- Opening Delimiter -
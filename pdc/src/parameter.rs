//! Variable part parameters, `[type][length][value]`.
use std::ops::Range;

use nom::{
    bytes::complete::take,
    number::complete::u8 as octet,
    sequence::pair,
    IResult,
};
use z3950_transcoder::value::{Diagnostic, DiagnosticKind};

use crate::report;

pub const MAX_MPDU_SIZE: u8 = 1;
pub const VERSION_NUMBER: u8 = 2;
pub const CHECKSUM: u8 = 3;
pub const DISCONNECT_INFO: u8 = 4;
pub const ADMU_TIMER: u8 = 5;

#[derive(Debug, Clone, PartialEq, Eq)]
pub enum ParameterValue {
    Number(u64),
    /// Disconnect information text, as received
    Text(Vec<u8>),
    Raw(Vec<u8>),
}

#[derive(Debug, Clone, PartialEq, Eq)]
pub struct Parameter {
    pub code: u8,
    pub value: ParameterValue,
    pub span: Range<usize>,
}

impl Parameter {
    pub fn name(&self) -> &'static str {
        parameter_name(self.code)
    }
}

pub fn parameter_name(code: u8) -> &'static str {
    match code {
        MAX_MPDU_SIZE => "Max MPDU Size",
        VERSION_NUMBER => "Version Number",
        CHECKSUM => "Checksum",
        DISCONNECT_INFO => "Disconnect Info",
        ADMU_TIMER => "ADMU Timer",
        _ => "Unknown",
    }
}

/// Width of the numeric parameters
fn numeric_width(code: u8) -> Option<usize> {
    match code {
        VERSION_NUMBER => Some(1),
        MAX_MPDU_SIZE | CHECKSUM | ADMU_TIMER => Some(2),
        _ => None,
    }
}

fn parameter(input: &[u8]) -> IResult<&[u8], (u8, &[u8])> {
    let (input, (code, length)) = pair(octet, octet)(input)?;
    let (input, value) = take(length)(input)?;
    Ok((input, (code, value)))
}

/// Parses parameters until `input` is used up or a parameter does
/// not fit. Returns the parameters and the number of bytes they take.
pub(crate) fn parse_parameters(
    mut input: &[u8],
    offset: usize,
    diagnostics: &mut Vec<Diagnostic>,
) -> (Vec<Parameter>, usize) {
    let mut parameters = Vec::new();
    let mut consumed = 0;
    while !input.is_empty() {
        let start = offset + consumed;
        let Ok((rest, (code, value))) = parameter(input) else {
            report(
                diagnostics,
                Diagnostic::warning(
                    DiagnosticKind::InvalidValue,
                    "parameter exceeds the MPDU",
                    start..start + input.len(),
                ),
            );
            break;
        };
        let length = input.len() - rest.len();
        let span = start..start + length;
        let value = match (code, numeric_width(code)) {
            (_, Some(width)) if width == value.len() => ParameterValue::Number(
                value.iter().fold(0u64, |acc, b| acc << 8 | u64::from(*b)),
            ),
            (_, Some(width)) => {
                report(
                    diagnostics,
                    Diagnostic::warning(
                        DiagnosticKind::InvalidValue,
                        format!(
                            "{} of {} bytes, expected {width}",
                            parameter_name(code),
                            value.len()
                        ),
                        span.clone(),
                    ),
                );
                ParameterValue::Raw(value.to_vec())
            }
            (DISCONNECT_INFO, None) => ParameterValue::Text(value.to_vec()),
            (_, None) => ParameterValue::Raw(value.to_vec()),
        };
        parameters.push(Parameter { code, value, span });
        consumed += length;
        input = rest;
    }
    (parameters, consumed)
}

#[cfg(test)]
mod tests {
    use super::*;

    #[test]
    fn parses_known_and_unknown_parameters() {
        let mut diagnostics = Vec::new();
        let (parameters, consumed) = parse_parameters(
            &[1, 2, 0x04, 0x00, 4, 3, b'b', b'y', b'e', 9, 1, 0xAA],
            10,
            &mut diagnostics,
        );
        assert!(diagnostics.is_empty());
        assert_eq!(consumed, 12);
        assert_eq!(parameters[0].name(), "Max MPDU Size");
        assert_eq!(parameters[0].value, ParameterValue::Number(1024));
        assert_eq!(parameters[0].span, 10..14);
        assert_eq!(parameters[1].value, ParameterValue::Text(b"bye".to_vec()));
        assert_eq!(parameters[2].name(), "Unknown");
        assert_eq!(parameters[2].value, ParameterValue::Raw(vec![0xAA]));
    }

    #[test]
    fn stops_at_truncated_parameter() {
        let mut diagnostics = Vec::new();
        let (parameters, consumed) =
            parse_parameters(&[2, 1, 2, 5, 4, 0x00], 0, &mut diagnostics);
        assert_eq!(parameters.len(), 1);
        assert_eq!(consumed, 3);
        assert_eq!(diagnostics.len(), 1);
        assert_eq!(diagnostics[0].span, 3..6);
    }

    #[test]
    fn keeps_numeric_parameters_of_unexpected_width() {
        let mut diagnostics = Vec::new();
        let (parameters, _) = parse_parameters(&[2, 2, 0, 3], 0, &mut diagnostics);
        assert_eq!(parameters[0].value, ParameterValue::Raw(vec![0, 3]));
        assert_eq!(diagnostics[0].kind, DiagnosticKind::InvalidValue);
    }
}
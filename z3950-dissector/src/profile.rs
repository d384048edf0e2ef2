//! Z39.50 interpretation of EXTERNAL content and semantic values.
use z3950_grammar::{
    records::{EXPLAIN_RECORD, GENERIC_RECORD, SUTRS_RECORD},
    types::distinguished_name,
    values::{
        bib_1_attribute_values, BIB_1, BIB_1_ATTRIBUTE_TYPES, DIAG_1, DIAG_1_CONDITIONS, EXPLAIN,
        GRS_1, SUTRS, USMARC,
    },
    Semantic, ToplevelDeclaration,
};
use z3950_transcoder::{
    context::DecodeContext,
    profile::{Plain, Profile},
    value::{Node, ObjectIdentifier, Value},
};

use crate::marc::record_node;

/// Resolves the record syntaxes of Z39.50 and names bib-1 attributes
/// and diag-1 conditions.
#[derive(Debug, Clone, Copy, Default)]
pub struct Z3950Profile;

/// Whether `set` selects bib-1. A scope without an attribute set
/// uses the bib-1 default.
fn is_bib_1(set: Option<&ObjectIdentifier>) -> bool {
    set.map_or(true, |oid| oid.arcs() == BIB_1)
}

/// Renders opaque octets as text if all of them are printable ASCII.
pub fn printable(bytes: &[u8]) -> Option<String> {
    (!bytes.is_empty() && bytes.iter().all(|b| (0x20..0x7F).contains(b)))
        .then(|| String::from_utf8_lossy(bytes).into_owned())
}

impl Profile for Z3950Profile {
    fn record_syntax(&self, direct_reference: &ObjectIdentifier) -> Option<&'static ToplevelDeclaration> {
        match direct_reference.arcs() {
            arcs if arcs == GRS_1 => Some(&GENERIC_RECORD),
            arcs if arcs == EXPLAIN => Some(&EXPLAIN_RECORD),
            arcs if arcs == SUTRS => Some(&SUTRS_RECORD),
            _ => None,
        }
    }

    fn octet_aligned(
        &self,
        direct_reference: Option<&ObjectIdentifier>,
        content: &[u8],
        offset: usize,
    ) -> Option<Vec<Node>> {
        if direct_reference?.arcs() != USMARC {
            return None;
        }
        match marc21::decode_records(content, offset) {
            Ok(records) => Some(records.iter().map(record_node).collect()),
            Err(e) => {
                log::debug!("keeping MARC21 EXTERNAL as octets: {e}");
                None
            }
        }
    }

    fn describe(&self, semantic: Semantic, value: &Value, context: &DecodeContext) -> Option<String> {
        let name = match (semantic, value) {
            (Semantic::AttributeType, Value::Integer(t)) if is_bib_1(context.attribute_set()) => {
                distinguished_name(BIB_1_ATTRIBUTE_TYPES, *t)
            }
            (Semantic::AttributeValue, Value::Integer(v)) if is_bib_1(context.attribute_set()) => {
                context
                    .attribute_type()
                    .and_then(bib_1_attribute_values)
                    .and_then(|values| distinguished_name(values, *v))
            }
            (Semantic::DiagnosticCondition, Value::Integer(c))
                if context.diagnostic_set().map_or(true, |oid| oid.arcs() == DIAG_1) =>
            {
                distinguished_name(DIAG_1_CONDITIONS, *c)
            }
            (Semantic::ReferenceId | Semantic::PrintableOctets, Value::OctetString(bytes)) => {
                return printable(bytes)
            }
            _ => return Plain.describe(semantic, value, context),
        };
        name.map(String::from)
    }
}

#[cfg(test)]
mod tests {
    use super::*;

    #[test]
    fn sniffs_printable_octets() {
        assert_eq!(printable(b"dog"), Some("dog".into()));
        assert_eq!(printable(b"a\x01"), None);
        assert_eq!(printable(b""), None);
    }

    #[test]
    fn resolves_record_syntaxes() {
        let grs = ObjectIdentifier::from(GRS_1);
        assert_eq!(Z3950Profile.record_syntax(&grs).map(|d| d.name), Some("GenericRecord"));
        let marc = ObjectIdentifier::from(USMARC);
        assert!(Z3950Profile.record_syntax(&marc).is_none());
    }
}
- Closing Delimiter -
▶ _What you are asked to do_: Send back an exact copy of only the lines from the line with "fn is_bib_1(set: Option<&ObjectIdentifier>)" up to and including the line with "impl Profile for" in the data above.

▶ _Solution to this task_:
fn is_bib_1(set: Option<&ObjectIdentifier>) -> bool {
    set.map_or(true, |oid| oid.arcs() == BIB_1)
}

/// Renders opaque octets as text if all of them are printable ASCII.
pub fn printable(bytes: &[u8]) -> Option<String> {
    (!bytes.is_empty() && bytes.iter().all(|b| (0x20..0x7F).contains(b)))
        .then(|| String::from_utf8_lossy(bytes).into_owned())
}

impl Profile for Z3950Profile {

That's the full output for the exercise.